▸ What to produce
Starting at the top of the listing below, copy each line exactly, stopping after the line that contains "a heap object.".

▸ Source material
★ ★ ★
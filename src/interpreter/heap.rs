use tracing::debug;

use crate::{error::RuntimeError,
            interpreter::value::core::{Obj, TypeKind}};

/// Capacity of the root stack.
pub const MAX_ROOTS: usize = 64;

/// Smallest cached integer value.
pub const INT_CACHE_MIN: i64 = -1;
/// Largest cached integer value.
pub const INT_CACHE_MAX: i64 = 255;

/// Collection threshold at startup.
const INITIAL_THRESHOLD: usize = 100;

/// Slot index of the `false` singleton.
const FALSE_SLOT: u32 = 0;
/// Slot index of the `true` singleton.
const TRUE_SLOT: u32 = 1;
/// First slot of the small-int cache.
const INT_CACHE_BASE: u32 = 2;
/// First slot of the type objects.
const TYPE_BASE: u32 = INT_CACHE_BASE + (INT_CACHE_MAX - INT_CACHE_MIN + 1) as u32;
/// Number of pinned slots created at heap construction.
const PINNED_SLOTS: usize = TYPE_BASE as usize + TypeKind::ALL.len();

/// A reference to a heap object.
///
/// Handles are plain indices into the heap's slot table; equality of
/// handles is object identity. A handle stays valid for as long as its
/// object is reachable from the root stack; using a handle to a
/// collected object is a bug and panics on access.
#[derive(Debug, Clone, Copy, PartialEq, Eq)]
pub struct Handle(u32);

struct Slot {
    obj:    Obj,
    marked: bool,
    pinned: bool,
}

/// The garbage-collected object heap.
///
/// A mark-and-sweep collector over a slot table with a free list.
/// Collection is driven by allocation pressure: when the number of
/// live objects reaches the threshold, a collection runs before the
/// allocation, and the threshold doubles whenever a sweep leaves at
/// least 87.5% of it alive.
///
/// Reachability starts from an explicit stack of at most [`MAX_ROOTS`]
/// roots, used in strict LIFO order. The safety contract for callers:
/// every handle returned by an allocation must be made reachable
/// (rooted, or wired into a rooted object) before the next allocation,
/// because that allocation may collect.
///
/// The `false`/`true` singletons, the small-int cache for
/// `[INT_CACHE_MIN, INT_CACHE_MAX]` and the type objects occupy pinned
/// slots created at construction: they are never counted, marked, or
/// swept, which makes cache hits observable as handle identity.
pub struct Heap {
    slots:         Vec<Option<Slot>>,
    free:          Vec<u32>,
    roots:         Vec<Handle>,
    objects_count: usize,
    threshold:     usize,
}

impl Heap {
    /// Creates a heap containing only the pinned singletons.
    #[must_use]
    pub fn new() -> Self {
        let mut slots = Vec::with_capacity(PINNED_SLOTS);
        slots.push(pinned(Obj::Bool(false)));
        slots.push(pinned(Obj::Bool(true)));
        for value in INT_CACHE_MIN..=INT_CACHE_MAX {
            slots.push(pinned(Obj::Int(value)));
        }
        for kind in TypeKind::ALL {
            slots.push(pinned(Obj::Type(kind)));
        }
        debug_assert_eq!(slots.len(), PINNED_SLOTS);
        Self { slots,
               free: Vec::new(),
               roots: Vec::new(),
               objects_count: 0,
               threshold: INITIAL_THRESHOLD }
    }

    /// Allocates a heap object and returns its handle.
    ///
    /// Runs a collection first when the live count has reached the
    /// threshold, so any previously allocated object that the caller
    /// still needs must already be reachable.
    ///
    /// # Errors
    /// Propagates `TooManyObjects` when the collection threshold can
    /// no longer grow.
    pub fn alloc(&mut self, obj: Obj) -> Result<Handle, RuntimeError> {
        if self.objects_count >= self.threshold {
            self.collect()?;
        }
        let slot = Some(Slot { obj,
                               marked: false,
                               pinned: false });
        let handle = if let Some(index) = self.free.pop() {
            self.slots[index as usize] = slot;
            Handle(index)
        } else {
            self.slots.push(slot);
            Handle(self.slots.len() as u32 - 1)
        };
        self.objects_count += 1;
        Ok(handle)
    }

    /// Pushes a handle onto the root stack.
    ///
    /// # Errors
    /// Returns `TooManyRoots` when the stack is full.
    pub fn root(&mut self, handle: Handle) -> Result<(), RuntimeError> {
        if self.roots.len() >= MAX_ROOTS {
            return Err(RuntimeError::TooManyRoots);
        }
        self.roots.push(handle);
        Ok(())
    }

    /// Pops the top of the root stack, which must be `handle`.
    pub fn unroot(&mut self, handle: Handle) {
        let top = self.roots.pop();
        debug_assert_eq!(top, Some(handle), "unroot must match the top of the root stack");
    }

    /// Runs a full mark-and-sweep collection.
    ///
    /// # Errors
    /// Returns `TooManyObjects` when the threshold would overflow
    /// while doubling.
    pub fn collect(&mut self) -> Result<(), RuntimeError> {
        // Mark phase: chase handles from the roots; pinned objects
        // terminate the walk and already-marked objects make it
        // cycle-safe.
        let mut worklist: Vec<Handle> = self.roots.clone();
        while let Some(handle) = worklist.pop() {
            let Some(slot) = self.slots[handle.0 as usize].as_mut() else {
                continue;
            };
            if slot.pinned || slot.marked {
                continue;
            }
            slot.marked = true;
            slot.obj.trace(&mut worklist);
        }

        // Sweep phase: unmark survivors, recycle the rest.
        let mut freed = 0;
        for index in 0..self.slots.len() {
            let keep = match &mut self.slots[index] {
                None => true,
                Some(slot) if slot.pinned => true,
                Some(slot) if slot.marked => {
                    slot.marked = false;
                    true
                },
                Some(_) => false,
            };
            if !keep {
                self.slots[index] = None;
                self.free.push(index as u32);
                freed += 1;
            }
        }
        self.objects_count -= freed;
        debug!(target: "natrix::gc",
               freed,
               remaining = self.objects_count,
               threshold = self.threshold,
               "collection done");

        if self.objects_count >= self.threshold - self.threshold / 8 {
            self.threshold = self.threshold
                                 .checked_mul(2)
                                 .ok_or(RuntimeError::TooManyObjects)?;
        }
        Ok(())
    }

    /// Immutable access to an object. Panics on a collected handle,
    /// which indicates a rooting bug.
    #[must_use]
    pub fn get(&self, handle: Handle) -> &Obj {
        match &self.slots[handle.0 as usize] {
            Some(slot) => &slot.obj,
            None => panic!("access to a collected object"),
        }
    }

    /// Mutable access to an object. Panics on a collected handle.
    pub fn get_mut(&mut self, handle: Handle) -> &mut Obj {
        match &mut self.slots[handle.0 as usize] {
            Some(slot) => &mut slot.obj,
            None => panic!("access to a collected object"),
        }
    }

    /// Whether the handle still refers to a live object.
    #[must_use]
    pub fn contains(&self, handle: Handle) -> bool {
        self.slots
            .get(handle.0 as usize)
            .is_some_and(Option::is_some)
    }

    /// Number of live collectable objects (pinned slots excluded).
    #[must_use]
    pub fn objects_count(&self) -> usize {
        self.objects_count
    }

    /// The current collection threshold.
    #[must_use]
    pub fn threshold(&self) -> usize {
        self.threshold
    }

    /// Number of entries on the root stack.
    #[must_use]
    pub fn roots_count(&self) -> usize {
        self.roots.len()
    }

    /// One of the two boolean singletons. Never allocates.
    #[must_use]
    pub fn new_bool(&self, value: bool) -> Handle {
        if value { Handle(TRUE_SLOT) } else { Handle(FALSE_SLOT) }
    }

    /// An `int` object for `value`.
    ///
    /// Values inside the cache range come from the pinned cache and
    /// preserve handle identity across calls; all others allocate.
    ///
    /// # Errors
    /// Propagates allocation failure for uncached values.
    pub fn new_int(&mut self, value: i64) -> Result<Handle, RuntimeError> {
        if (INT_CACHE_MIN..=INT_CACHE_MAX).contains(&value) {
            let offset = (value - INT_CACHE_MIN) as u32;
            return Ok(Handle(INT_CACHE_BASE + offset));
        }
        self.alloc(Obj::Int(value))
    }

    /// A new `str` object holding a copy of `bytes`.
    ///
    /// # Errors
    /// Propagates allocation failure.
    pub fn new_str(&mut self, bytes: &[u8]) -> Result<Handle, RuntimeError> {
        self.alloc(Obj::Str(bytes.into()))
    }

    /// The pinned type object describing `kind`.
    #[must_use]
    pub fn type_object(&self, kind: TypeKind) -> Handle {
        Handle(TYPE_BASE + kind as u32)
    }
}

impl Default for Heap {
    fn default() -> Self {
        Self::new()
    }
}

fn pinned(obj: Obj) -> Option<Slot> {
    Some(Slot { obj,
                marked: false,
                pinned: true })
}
★ ★ ★
▸ Task output
filename src/interpreter/heap.rs
use tracing::debug;

use crate::{error::RuntimeError,
            interpreter::value::core::{Obj, TypeKind}};

/// Capacity of the root stack.
pub const MAX_ROOTS: usize = 64;

/// Smallest cached integer value.
pub const INT_CACHE_MIN: i64 = -1;
/// Largest cached integer value.
pub const INT_CACHE_MAX: i64 = 255;

/// Collection threshold at startup.
const INITIAL_THRESHOLD: usize = 100;

/// Slot index of the `false` singleton.
const FALSE_SLOT: u32 = 0;
/// Slot index of the `true` singleton.
const TRUE_SLOT: u32 = 1;
/// First slot of the small-int cache.
const INT_CACHE_BASE: u32 = 2;
/// First slot of the type objects.
const TYPE_BASE: u32 = INT_CACHE_BASE + (INT_CACHE_MAX - INT_CACHE_MIN + 1) as u32;
/// Number of pinned slots created at heap construction.
const PINNED_SLOTS: usize = TYPE_BASE as usize + TypeKind::ALL.len();

/// A reference to a heap object.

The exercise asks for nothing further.